Unfortunately, the negative implication of population declines in these proud American cities go far beyond the loss of social prestige and political clout.

Once decline sets in, it can go on for years. The loss of residents contributes to a drop in tax receipts and the subsequent curtailing of social services ranging from police and sanitation to schools and recreation. Home vacancy rates say volumes about the precarious position in which the cities above find themselves – they’re above 15% in every single case (and sometimes dramatically higher).

Confronted with such a reality, too often the result is more people fleeing the urban core, creating a continuing downward spiral that seemingly has no bottom. Representative examples of where this sorry state of affairs can end up can be found in two smaller but particularly grim urban communities: Camden, NJ and Chester, PA.

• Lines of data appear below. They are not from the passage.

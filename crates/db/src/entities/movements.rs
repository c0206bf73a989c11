//! `SeaORM` Entity for movements table.

use sea_orm::entity::prelude::*;
use serde::{Deserialize, Serialize};

use super::sea_orm_active_enums::RecordType;

#[derive(Clone, Debug, PartialEq, DeriveEntityModel, Eq, Serialize, Deserialize)]
#[sea_orm(table_name = "movements")]
pub struct Model {
    #[sea_orm(primary_key, auto_increment = false)]
    pub id: Uuid,
    pub recorder_id: Uuid,
    pub recorder_type: String,
    pub recorder_version: i32,
    pub line_number: i32,
    pub period: DateTimeUtc,
    pub record_type: RecordType,
    pub warehouse_id: Uuid,
    pub product_id: Uuid,
    /// Scaled by 10,000.
    pub quantity: i64,
    pub created_at: DateTimeUtc,
}

#[derive(Copy, Clone, Debug, EnumIter, DeriveRelation)]
pub enum Relation {}

impl ActiveModelBehavior for ActiveModel {}
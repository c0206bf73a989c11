//! Document repository.
//!
//! Documents are versioned: every write bumps `version` and is conditioned
//! on the version the caller read, so a stale writer gets
//! `ConcurrentModification` instead of silently overwriting.

use chrono::{DateTime, Utc};
use sea_orm::sea_query::Expr;
use sea_orm::{
    ActiveValue::Set, ColumnTrait, ConnectionTrait, DbBackend, DbErr, EntityTrait, PaginatorTrait,
    QueryFilter, QueryOrder, QuerySelect, SqlErr,
};
use stockreg_core::{IdGenerator, RegisterError};
use stockreg_core::document::{Document, DocumentDraft, DocumentKind, DocumentLine};
use stockreg_shared::types::{
    CounterpartyId, DocumentId, PageRequest, PageResponse, ProductId, Quantity, WarehouseId,
};

use crate::entities::{document_lines, documents, sea_orm_active_enums};
use crate::tx::internal;

const ENTITY: &str = "document";

fn to_document(model: documents::Model, lines: Vec<document_lines::Model>) -> Document {
    Document {
        id: DocumentId::from_uuid(model.id),
        kind: model.kind.into(),
        number: model.number,
        date: model.date,
        warehouse_id: WarehouseId::from_uuid(model.warehouse_id),
        counterparty_id: model.counterparty_id.map(CounterpartyId::from_uuid),
        comment: model.comment,
        lines: lines
            .into_iter()
            .map(|line| DocumentLine {
                line_number: line.line_number,
                product_id: ProductId::from_uuid(line.product_id),
                quantity: Quantity::from_scaled(line.quantity),
            })
            .collect(),
        version: model.version,
        posted: model.posted,
        posted_version: model.posted_version,
        created_at: model.created_at,
        updated_at: model.updated_at,
    }
}

/// Maps a unique-key violation on the document number to a validation error.
fn on_write_error(draft: &DocumentDraft) -> impl FnOnce(DbErr) -> RegisterError + '_ {
    move |err| match err.sql_err() {
        Some(SqlErr::UniqueConstraintViolation(_)) => RegisterError::validation(
            "number",
            format!("{} {} already exists", draft.kind, draft.number),
        ),
        _ => internal(err),
    }
}

/// Document repository.
#[derive(Debug, Clone, Copy)]
pub struct DocumentRepository<'c, C> {
    conn: &'c C,
}

impl<'c, C: ConnectionTrait> DocumentRepository<'c, C> {
    /// Creates a repository over `conn`.
    #[must_use]
    pub const fn new(conn: &'c C) -> Self {
        Self { conn }
    }

    /// Inserts a new draft at version 1. The draft is expected to be
    /// validated already. Run inside a transaction: the header and the lines
    /// are separate statements. Line ids come from `ids`.
    pub async fn create(
        &self,
        id: DocumentId,
        draft: &DocumentDraft,
        now: DateTime<Utc>,
        ids: &dyn IdGenerator,
    ) -> Result<Document, RegisterError> {
        let model = documents::ActiveModel {
            id: Set(id.into_inner()),
            kind: Set(draft.kind.into()),
            number: Set(draft.number.clone()),
            date: Set(draft.date),
            warehouse_id: Set(draft.warehouse_id.into_inner()),
            counterparty_id: Set(draft.counterparty_id.map(CounterpartyId::into_inner)),
            comment: Set(draft.comment.clone()),
            version: Set(1),
            posted: Set(false),
            posted_version: Set(0),
            created_at: Set(now),
            updated_at: Set(now),
        };
        documents::Entity::insert(model)
            .exec_without_returning(self.conn)
            .await
            .map_err(on_write_error(draft))?;
        self.insert_lines(id, &draft.lines, ids).await?;
        self.get(id).await
    }

    /// Loads a document with its lines.
    pub async fn find(&self, id: DocumentId) -> Result<Option<Document>, RegisterError> {
        self.load(id, false).await
    }

    /// Loads a document, failing with `NotFound` if it does not exist.
    pub async fn get(&self, id: DocumentId) -> Result<Document, RegisterError> {
        self.load(id, false).await?.ok_or_else(|| not_found(id))
    }

    /// Loads a document and locks its header row until the enclosing
    /// transaction ends (PostgreSQL only).
    pub async fn get_for_update(&self, id: DocumentId) -> Result<Document, RegisterError> {
        self.load(id, true).await?.ok_or_else(|| not_found(id))
    }

    async fn load(&self, id: DocumentId, lock: bool) -> Result<Option<Document>, RegisterError> {
        let mut query = documents::Entity::find_by_id(id.into_inner());
        if lock && self.conn.get_database_backend() == DbBackend::Postgres {
            query = query.lock_exclusive();
        }
        let Some(model) = query.one(self.conn).await.map_err(internal)? else {
            return Ok(None);
        };
        let lines = document_lines::Entity::find()
            .filter(document_lines::Column::DocumentId.eq(model.id))
            .order_by_asc(document_lines::Column::LineNumber)
            .all(self.conn)
            .await
            .map_err(internal)?;
        Ok(Some(to_document(model, lines)))
    }

    /// Lists document headers, newest date first. Lines are loaded too.
    pub async fn list(
        &self,
        kind: Option<DocumentKind>,
        page: PageRequest,
    ) -> Result<PageResponse<Document>, RegisterError> {
        let mut query = documents::Entity::find();
        if let Some(kind) = kind {
            query = query
                .filter(documents::Column::Kind.eq(sea_orm_active_enums::DocumentKind::from(kind)));
        }
        let total = query.clone().count(self.conn).await.map_err(internal)?;
        let headers = query
            .order_by_desc(documents::Column::Date)
            .order_by_asc(documents::Column::Number)
            .offset(page.offset())
            .limit(page.limit())
            .all(self.conn)
            .await
            .map_err(internal)?;

        let mut data = Vec::with_capacity(headers.len());
        for header in headers {
            let lines = document_lines::Entity::find()
                .filter(document_lines::Column::DocumentId.eq(header.id))
                .order_by_asc(document_lines::Column::LineNumber)
                .all(self.conn)
                .await
                .map_err(internal)?;
            data.push(to_document(header, lines));
        }
        Ok(PageResponse::new(data, page, total))
    }

    /// Overwrites a draft's header and lines if its version is still
    /// `expected_version`.
    pub async fn update(
        &self,
        id: DocumentId,
        expected_version: i32,
        draft: &DocumentDraft,
        now: DateTime<Utc>,
        ids: &dyn IdGenerator,
    ) -> Result<Document, RegisterError> {
        let result = documents::Entity::update_many()
            .col_expr(documents::Column::Kind, Expr::value(sea_orm_active_enums::DocumentKind::from(draft.kind)))
            .col_expr(documents::Column::Number, Expr::value(draft.number.clone()))
            .col_expr(documents::Column::Date, Expr::value(draft.date))
            .col_expr(documents::Column::WarehouseId, Expr::value(draft.warehouse_id.into_inner()))
            .col_expr(
                documents::Column::CounterpartyId,
                Expr::value(draft.counterparty_id.map(CounterpartyId::into_inner)),
            )
            .col_expr(documents::Column::Comment, Expr::value(draft.comment.clone()))
            .col_expr(documents::Column::Version, Expr::col(documents::Column::Version).add(1))
            .col_expr(documents::Column::UpdatedAt, Expr::value(now))
            .filter(documents::Column::Id.eq(id.into_inner()))
            .filter(documents::Column::Version.eq(expected_version))
            .exec(self.conn)
            .await
            .map_err(on_write_error(draft))?;
        if result.rows_affected == 0 {
            return Err(self.stale(id, expected_version).await);
        }

        document_lines::Entity::delete_many()
            .filter(document_lines::Column::DocumentId.eq(id.into_inner()))
            .exec(self.conn)
            .await
            .map_err(internal)?;
        self.insert_lines(id, &draft.lines, ids).await?;
        self.get(id).await
    }

    /// Marks a document posted at `posted_version`.
    pub async fn mark_posted(
        &self,
        id: DocumentId,
        expected_version: i32,
        posted_version: i32,
        now: DateTime<Utc>,
    ) -> Result<(), RegisterError> {
        let result = documents::Entity::update_many()
            .col_expr(documents::Column::Posted, Expr::value(true))
            .col_expr(documents::Column::PostedVersion, Expr::value(posted_version))
            .col_expr(documents::Column::Version, Expr::col(documents::Column::Version).add(1))
            .col_expr(documents::Column::UpdatedAt, Expr::value(now))
            .filter(documents::Column::Id.eq(id.into_inner()))
            .filter(documents::Column::Version.eq(expected_version))
            .exec(self.conn)
            .await
            .map_err(internal)?;
        if result.rows_affected == 0 {
            return Err(self.stale(id, expected_version).await);
        }
        Ok(())
    }

    /// Marks a document unposted. `posted_version` is kept so the next
    /// posting continues the sequence.
    pub async fn mark_unposted(
        &self,
        id: DocumentId,
        expected_version: i32,
        now: DateTime<Utc>,
    ) -> Result<(), RegisterError> {
        let result = documents::Entity::update_many()
            .col_expr(documents::Column::Posted, Expr::value(false))
            .col_expr(documents::Column::Version, Expr::col(documents::Column::Version).add(1))
            .col_expr(documents::Column::UpdatedAt, Expr::value(now))
            .filter(documents::Column::Id.eq(id.into_inner()))
            .filter(documents::Column::Version.eq(expected_version))
            .exec(self.conn)
            .await
            .map_err(internal)?;
        if result.rows_affected == 0 {
            return Err(self.stale(id, expected_version).await);
        }
        Ok(())
    }

    /// Deletes a document and its lines if its version is still
    /// `expected_version`.
    pub async fn delete(&self, id: DocumentId, expected_version: i32) -> Result<(), RegisterError> {
        document_lines::Entity::delete_many()
            .filter(document_lines::Column::DocumentId.eq(id.into_inner()))
            .exec(self.conn)
            .await
            .map_err(internal)?;
        let result = documents::Entity::delete_many()
            .filter(documents::Column::Id.eq(id.into_inner()))
            .filter(documents::Column::Version.eq(expected_version))
            .exec(self.conn)
            .await
            .map_err(internal)?;
        if result.rows_affected == 0 {
            return Err(self.stale(id, expected_version).await);
        }
        Ok(())
    }

    async fn insert_lines(
        &self,
        id: DocumentId,
        lines: &[DocumentLine],
        ids: &dyn IdGenerator,
    ) -> Result<(), RegisterError> {
        if lines.is_empty() {
            return Ok(());
        }
        let models = lines.iter().map(|line| document_lines::ActiveModel {
            id: Set(ids.next_id()),
            document_id: Set(id.into_inner()),
            line_number: Set(line.line_number),
            product_id: Set(line.product_id.into_inner()),
            quantity: Set(line.quantity.scaled()),
        });
        document_lines::Entity::insert_many(models)
            .exec_without_returning(self.conn)
            .await
            .map_err(internal)?;
        Ok(())
    }

    /// Builds the error for a conditional write that matched no row.
    async fn stale(&self, id: DocumentId, expected: i32) -> RegisterError {
        let current = documents::Entity::find_by_id(id.into_inner())
            .one(self.conn)
            .await;
        match current {
            Ok(Some(model)) => RegisterError::ConcurrentModification {
                entity: ENTITY,
                id: id.into_inner(),
                expected,
                actual: model.version,
            },
            Ok(None) => not_found(id),
            Err(err) => internal(err),
        }
    }
}

fn not_found(id: DocumentId) -> RegisterError {
    RegisterError::NotFound {
        entity: ENTITY,
        id: id.into_inner(),
    }
}
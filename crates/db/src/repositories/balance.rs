//! Balance store repository.
//!
//! One row per (warehouse, product) pair. A missing row reads as zero.

use std::collections::BTreeMap;

use chrono::{DateTime, Utc};
use sea_orm::sea_query::{Expr, OnConflict, SimpleExpr};
use sea_orm::{
    ActiveValue::Set, ColumnTrait, ConnectionTrait, DbBackend, EntityTrait, PaginatorTrait,
    QueryFilter, QueryOrder, QuerySelect, Select,
};
use stockreg_core::RegisterError;
use stockreg_core::register::{Balance, BalanceFilter, BalanceScope, Dimension};
use stockreg_shared::types::{PageRequest, PageResponse, ProductId, Quantity, WarehouseId};

use crate::entities::balances;
use crate::tx::internal;

/// Keeps the later of the stored and incoming `last_movement_at`.
///
/// Written as CASE rather than GREATEST so it runs on SQLite too.
const LATEST_MOVEMENT: &str = "CASE WHEN balances.last_movement_at IS NULL \
     OR balances.last_movement_at < excluded.last_movement_at \
     THEN excluded.last_movement_at ELSE balances.last_movement_at END";

impl From<balances::Model> for Balance {
    fn from(model: balances::Model) -> Self {
        Self {
            warehouse_id: WarehouseId::from_uuid(model.warehouse_id),
            product_id: ProductId::from_uuid(model.product_id),
            quantity: Quantity::from_scaled(model.quantity),
            last_movement_at: model.last_movement_at,
            updated_at: model.updated_at,
        }
    }
}

fn to_active_model(balance: &Balance) -> balances::ActiveModel {
    balances::ActiveModel {
        warehouse_id: Set(balance.warehouse_id.into_inner()),
        product_id: Set(balance.product_id.into_inner()),
        quantity: Set(balance.quantity.scaled()),
        last_movement_at: Set(balance.last_movement_at),
        updated_at: Set(balance.updated_at),
    }
}

fn scope_condition(scope: BalanceScope) -> Option<SimpleExpr> {
    match scope {
        BalanceScope::All => None,
        BalanceScope::Warehouse(w) => Some(balances::Column::WarehouseId.eq(w.into_inner())),
        BalanceScope::Product(p) => Some(balances::Column::ProductId.eq(p.into_inner())),
        BalanceScope::Dimension(d) => Some(
            balances::Column::WarehouseId
                .eq(d.warehouse_id.into_inner())
                .and(balances::Column::ProductId.eq(d.product_id.into_inner())),
        ),
    }
}

fn apply_filter(mut query: Select<balances::Entity>, filter: &BalanceFilter) -> Select<balances::Entity> {
    if let Some(w) = filter.warehouse_id {
        query = query.filter(balances::Column::WarehouseId.eq(w.into_inner()));
    }
    if let Some(p) = filter.product_id {
        query = query.filter(balances::Column::ProductId.eq(p.into_inner()));
    }
    if filter.exclude_zero {
        query = query.filter(balances::Column::Quantity.ne(0_i64));
    }
    if let Some(min) = filter.min_quantity {
        query = query.filter(balances::Column::Quantity.gte(min.scaled()));
    }
    if let Some(max) = filter.max_quantity {
        query = query.filter(balances::Column::Quantity.lte(max.scaled()));
    }
    query
}

/// Balance store repository.
#[derive(Debug, Clone, Copy)]
pub struct BalanceRepository<'c, C> {
    conn: &'c C,
}

impl<'c, C: ConnectionTrait> BalanceRepository<'c, C> {
    /// Creates a repository over `conn`.
    #[must_use]
    pub const fn new(conn: &'c C) -> Self {
        Self { conn }
    }

    /// Current balance of a pair; a zero balance stamped `now` when there is
    /// no row.
    pub async fn get(
        &self,
        dimension: Dimension,
        now: DateTime<Utc>,
    ) -> Result<Balance, RegisterError> {
        self.fetch(dimension, false, now).await
    }

    /// Current balance of a pair, holding a row lock until the enclosing
    /// transaction ends.
    ///
    /// The lock is taken on PostgreSQL. SQLite has no row locks; there the
    /// write transaction already serializes access.
    pub async fn get_for_update(
        &self,
        dimension: Dimension,
        now: DateTime<Utc>,
    ) -> Result<Balance, RegisterError> {
        self.fetch(dimension, true, now).await
    }

    async fn fetch(
        &self,
        dimension: Dimension,
        lock: bool,
        now: DateTime<Utc>,
    ) -> Result<Balance, RegisterError> {
        let mut query = balances::Entity::find_by_id((
            dimension.warehouse_id.into_inner(),
            dimension.product_id.into_inner(),
        ));
        if lock && self.conn.get_database_backend() == DbBackend::Postgres {
            query = query.lock_exclusive();
        }
        let row = query.one(self.conn).await.map_err(internal)?;
        Ok(row.map_or_else(|| Balance::zero(dimension, now), Balance::from))
    }

    /// Balances matching `filter`, ordered by warehouse then product.
    pub async fn list(
        &self,
        filter: &BalanceFilter,
        page: PageRequest,
    ) -> Result<PageResponse<Balance>, RegisterError> {
        let query = apply_filter(balances::Entity::find(), filter);
        let total = query.clone().count(self.conn).await.map_err(internal)?;
        let rows = query
            .order_by_asc(balances::Column::WarehouseId)
            .order_by_asc(balances::Column::ProductId)
            .offset(page.offset())
            .limit(page.limit())
            .all(self.conn)
            .await
            .map_err(internal)?;
        Ok(PageResponse::new(
            rows.into_iter().map(Balance::from).collect(),
            page,
            total,
        ))
    }

    /// All balances matching `filter`, unpaginated.
    pub async fn list_all(&self, filter: &BalanceFilter) -> Result<Vec<Balance>, RegisterError> {
        Ok(apply_filter(balances::Entity::find(), filter)
            .order_by_asc(balances::Column::WarehouseId)
            .order_by_asc(balances::Column::ProductId)
            .all(self.conn)
            .await
            .map_err(internal)?
            .into_iter()
            .map(Balance::from)
            .collect())
    }

    /// Adds each delta to its pair's row, creating missing rows.
    ///
    /// Rows are written in key order so two transactions touching the same
    /// pairs lock them in the same order. `period` moves `last_movement_at`
    /// forward, never back.
    pub async fn apply_deltas(
        &self,
        deltas: &BTreeMap<Dimension, Quantity>,
        period: Option<DateTime<Utc>>,
        now: DateTime<Utc>,
    ) -> Result<(), RegisterError> {
        for (dimension, delta) in deltas {
            if delta.is_zero() {
                continue;
            }
            let row = balances::ActiveModel {
                warehouse_id: Set(dimension.warehouse_id.into_inner()),
                product_id: Set(dimension.product_id.into_inner()),
                quantity: Set(delta.scaled()),
                last_movement_at: Set(period),
                updated_at: Set(now),
            };
            let on_conflict = OnConflict::columns([
                balances::Column::WarehouseId,
                balances::Column::ProductId,
            ])
            .value(
                balances::Column::Quantity,
                Expr::cust("balances.quantity + excluded.quantity"),
            )
            .value(balances::Column::LastMovementAt, Expr::cust(LATEST_MOVEMENT))
            .value(balances::Column::UpdatedAt, Expr::cust("excluded.updated_at"))
            .to_owned();

            balances::Entity::insert(row)
                .on_conflict(on_conflict)
                .exec_without_returning(self.conn)
                .await
                .map_err(internal)?;
        }
        Ok(())
    }

    /// Stored quantities in `scope`, keyed by pair.
    pub async fn materialized(
        &self,
        scope: BalanceScope,
    ) -> Result<BTreeMap<Dimension, Quantity>, RegisterError> {
        let mut query = balances::Entity::find();
        if let Some(condition) = scope_condition(scope) {
            query = query.filter(condition);
        }
        Ok(query
            .all(self.conn)
            .await
            .map_err(internal)?
            .into_iter()
            .map(|row| {
                let balance = Balance::from(row);
                (balance.dimension(), balance.quantity)
            })
            .collect())
    }

    /// Removes every row in `scope`.
    pub async fn delete_scope(&self, scope: BalanceScope) -> Result<u64, RegisterError> {
        let mut delete = balances::Entity::delete_many();
        if let Some(condition) = scope_condition(scope) {
            delete = delete.filter(condition);
        }
        Ok(delete.exec(self.conn).await.map_err(internal)?.rows_affected)
    }

    /// Inserts fresh rows. The pairs must not exist yet.
    pub async fn insert_rows(&self, rows: &[Balance]) -> Result<(), RegisterError> {
        for chunk in rows.chunks(500) {
            balances::Entity::insert_many(chunk.iter().map(to_active_model))
                .exec_without_returning(self.conn)
                .await
                .map_err(internal)?;
        }
        Ok(())
    }
}
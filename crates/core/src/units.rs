//! Units of measure.
//!
//! A unit is defined by its ratio to the product's base unit (e.g. a box of
//! 12 pieces has ratio 12) and by how many fractional digits it is counted in.

use rust_decimal::{Decimal, RoundingStrategy};
use serde::{Deserialize, Serialize};
use stockreg_shared::types::Quantity;
use stockreg_shared::types::quantity::FRACTION_DIGITS;

use crate::error::RegisterError;

/// A unit of measure.
#[derive(Debug, Clone, PartialEq, Eq, Serialize, Deserialize)]
pub struct UnitOfMeasure {
    /// Short code (e.g. `pcs`, `box12`, `kg`).
    pub code: String,
    /// How many base units one of this unit holds. Must be positive.
    pub ratio_to_base: Decimal,
    /// Fractional digits quantities in this unit are rounded to.
    pub precision: u32,
}

impl UnitOfMeasure {
    /// Creates a unit.
    pub fn new(
        code: impl Into<String>,
        ratio_to_base: Decimal,
        precision: u32,
    ) -> Result<Self, RegisterError> {
        if ratio_to_base <= Decimal::ZERO {
            return Err(RegisterError::validation(
                "ratio_to_base",
                format!("unit ratio must be positive, got {ratio_to_base}"),
            ));
        }
        Ok(Self {
            code: code.into(),
            ratio_to_base,
            precision,
        })
    }

    /// Converts `quantity` expressed in `self` into `target`.
    ///
    /// The result is rounded to the target's precision, capped at the four
    /// digits a `Quantity` holds, midpoint away from zero.
    pub fn convert_to(
        &self,
        quantity: Quantity,
        target: &Self,
    ) -> Result<Quantity, RegisterError> {
        let overflow = || {
            RegisterError::validation(
                "quantity",
                format!("{quantity} {} does not fit in {}", self.code, target.code),
            )
        };
        let in_base = quantity
            .to_decimal()
            .checked_mul(self.ratio_to_base)
            .ok_or_else(overflow)?;
        let converted = in_base
            .checked_div(target.ratio_to_base)
            .ok_or_else(overflow)?
            .round_dp_with_strategy(
                target.precision.min(FRACTION_DIGITS),
                RoundingStrategy::MidpointAwayFromZero,
            );
        Quantity::from_decimal(converted).map_err(RegisterError::from)
    }
}

#[cfg(test)]
mod tests {
    use super::*;
    use rstest::rstest;
    use rust_decimal_macros::dec;

    fn pcs() -> UnitOfMeasure {
        UnitOfMeasure::new("pcs", dec!(1), 0).unwrap()
    }

    fn box12() -> UnitOfMeasure {
        UnitOfMeasure::new("box12", dec!(12), 2).unwrap()
    }

    fn kg() -> UnitOfMeasure {
        UnitOfMeasure::new("kg", dec!(1), 4).unwrap()
    }

    fn gram() -> UnitOfMeasure {
        UnitOfMeasure::new("g", dec!(0.001), 0).unwrap()
    }

    #[rstest]
    #[case(box12(), pcs(), "2", "24")]
    #[case(pcs(), box12(), "10", "0.83")]
    #[case(pcs(), box12(), "18", "1.5")]
    #[case(gram(), kg(), "1234", "1.234")]
    #[case(kg(), gram(), "0.00051", "1")]
    fn test_convert_rounds_to_target_precision(
        #[case] from: UnitOfMeasure,
        #[case] to: UnitOfMeasure,
        #[case] input: &str,
        #[case] expected: &str,
    ) {
        let converted = from.convert_to(input.parse().unwrap(), &to).unwrap();
        assert_eq!(converted, expected.parse::<Quantity>().unwrap());
    }

    #[test]
    fn test_precision_capped_at_quantity_scale() {
        let fine = UnitOfMeasure::new("fine", dec!(3), 8).unwrap();
        let converted = fine.convert_to(Quantity::ONE, &UnitOfMeasure::new("x", dec!(7), 8).unwrap()).unwrap();
        // 3/7 = 0.428571... -> 0.4286
        assert_eq!(converted.scaled(), 4_286);
    }

    #[test]
    fn test_ratio_must_be_positive() {
        assert!(UnitOfMeasure::new("bad", Decimal::ZERO, 0).is_err());
    }
}
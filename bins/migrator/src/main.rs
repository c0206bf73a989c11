//! Database migration runner for Stockreg.
//!
//! Usage:
//!   migrator          - Run all pending migrations (same as `up`)
//!   migrator up       - Run all pending migrations
//!   migrator down     - Rollback last migration
//!   migrator status   - Show migration status
//!   migrator fresh    - Drop all tables and re-run migrations
//!   migrator refresh  - Rollback all migrations, then re-run them
//!
//! The database comes from the usual configuration sources
//! (`STOCKREG__DATABASE__URL`, `config/*.toml`).

use anyhow::{Context, bail};
use sea_orm_migration::MigratorTrait;
use stockreg_db::migration::Migrator;
use stockreg_shared::AppConfig;
use tracing::info;
use tracing_subscriber::{layer::SubscriberExt, util::SubscriberInitExt};

#[tokio::main]
async fn main() -> anyhow::Result<()> {
    // Load environment variables from .env file
    dotenvy::dotenv().ok();

    tracing_subscriber::registry()
        .with(
            tracing_subscriber::EnvFilter::try_from_default_env()
                .unwrap_or_else(|_| "stockreg=debug,sea_orm_migration=info".into()),
        )
        .with(tracing_subscriber::fmt::layer())
        .init();

    let command = std::env::args().nth(1).unwrap_or_else(|| "up".to_owned());

    let config = AppConfig::load().context("failed to load configuration")?;
    let db = stockreg_db::connect(&config.database)
        .await
        .context("failed to connect to database")?;

    match command.as_str() {
        "up" => Migrator::up(&db, None).await?,
        "down" => Migrator::down(&db, Some(1)).await?,
        "status" => Migrator::status(&db).await?,
        "fresh" => Migrator::fresh(&db).await?,
        "refresh" => Migrator::refresh(&db).await?,
        other => bail!("unknown command `{other}` (expected up, down, status, fresh or refresh)"),
    }

    info!(command = %command, "Migration command finished");
    Ok(())
}
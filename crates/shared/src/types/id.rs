//! Typed IDs for type-safe entity references.
//!
//! Using typed IDs prevents accidentally passing a `ProductId` where a `WarehouseId` is expected.

use serde::{Deserialize, Serialize};
use uuid::Uuid;

/// Macro to generate typed ID wrappers.
macro_rules! typed_id {
    ($name:ident, $doc:expr) => {
        #[doc = $doc]
        #[derive(Debug, Clone, Copy, PartialEq, Eq, PartialOrd, Ord, Hash, Serialize, Deserialize)]
        #[serde(transparent)]
        pub struct $name(pub Uuid);

        impl $name {
            /// Creates a new random ID using UUID v7 (time-ordered).
            #[must_use]
            pub fn new() -> Self {
                Self(Uuid::now_v7())
            }

            /// Creates an ID from an existing UUID.
            #[must_use]
            pub const fn from_uuid(uuid: Uuid) -> Self {
                Self(uuid)
            }

            /// Returns the inner UUID.
            #[must_use]
            pub const fn into_inner(self) -> Uuid {
                self.0
            }

            /// Returns true for the all-zero UUID, which never identifies a row.
            #[must_use]
            pub fn is_nil(&self) -> bool {
                self.0.is_nil()
            }
        }

        impl Default for $name {
            fn default() -> Self {
                Self::new()
            }
        }

        impl From<Uuid> for $name {
            fn from(uuid: Uuid) -> Self {
                Self(uuid)
            }
        }

        impl From<$name> for Uuid {
            fn from(id: $name) -> Self {
                id.0
            }
        }

        impl std::fmt::Display for $name {
            fn fmt(&self, f: &mut std::fmt::Formatter<'_>) -> std::fmt::Result {
                write!(f, "{}", self.0)
            }
        }

        impl std::str::FromStr for $name {
            type Err = uuid::Error;

            fn from_str(s: &str) -> Result<Self, Self::Err> {
                Ok(Self(Uuid::parse_str(s)?))
            }
        }
    };
}

typed_id!(WarehouseId, "Unique identifier for a warehouse.");
typed_id!(ProductId, "Unique identifier for a product.");
typed_id!(DocumentId, "Unique identifier for a business document (recorder).");
typed_id!(MovementId, "Unique identifier for a ledger movement line.");
typed_id!(CounterpartyId, "Unique identifier for a counterparty catalog entry.");

#[cfg(test)]
mod tests {
    use super::*;
    use std::str::FromStr;

    #[test]
    fn test_new_ids_are_v7() {
        let id = MovementId::new();
        assert_eq!(id.into_inner().get_version_num(), 7);
    }

    #[test]
    fn test_nil_detection() {
        assert!(ProductId::from_uuid(Uuid::nil()).is_nil());
        assert!(!ProductId::new().is_nil());
    }

    #[test]
    fn test_parse_and_display() {
        let id = DocumentId::new();
        let parsed = DocumentId::from_str(&id.to_string()).unwrap();
        assert_eq!(parsed, id);
        assert!(WarehouseId::from_str("not-a-uuid").is_err());
    }
}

From the outside looking in, it’s difficult to accept these population reports … and it seems like people should step in and do something – anything – to arrest the decline.

And in the abstract, it’s only natural to feel that this is what should happen. But in the “real world,” who are going to be the ones to step up to the plate and expose themselves (and their families) to the harsh reality of urban pioneering?

Would I do it? Would you?

For most of us, the answer to that question falls into the “life’s too short” category.

The Residential Real Estate Market: Still in the Dumper

Home Foreclosures
U.S. home foreclosures set a record in 2009 ... and are on their way to being even higher in 2010.
When it comes to the U.S. residential real estate market, the latest statistics and forecasts don’t bode well at all for the industry. Recently released stats on foreclosure rates reveal that 2009 was the worst year on record. And unfortunately, 2010 is looking like it’ll shatter the record yet again.

According to RealtyTrac, a firm that monitors real estate and foreclosure data, more than 2.8 million properties in America received a foreclosure notice during the past year. That’s 21% more than in 2008 and a whopping 120% higher than what was reported in 2007.

Moreover, one in every 45 households received at least one filing last year – nearly four times higher than 2006. These ugly numbers were racked up in spite of robust foreclosure prevention programs, without which the figures doubtless would have been significantly higher.

Unfortunately, the scenario doesn’t appear any better for 2010. Unless and until lenders are able to get principal balance reductions, high default rates are going to continue. In fact, RealtyTrac projects that a new record of 3 million or more properties will get a filing this year.

Where are we seeing the biggest problems? Well … in Michigan, to nobody’s surprise. But also in Nevada, Arizona and Florida. Until recently, those were states blessed with dramatic – even outsized – population and job growth, along with commensurately growing political power.

But as outlined in a recent article by Michael Barone, in an interesting twist of fate, these states are now experiencing net out-migration, while erstwhile laggard states in the Northeast and Midwest are now showing net in-migration.

It’ll likely take years to sort out the scrambled residential real estate market we have today – a situation sparked by a housing crisis for which many in government and the private sector are responsible … but which has also caught far too many innocent people in its clutches. Hopefully, the lessons learned will not be soon forgotten.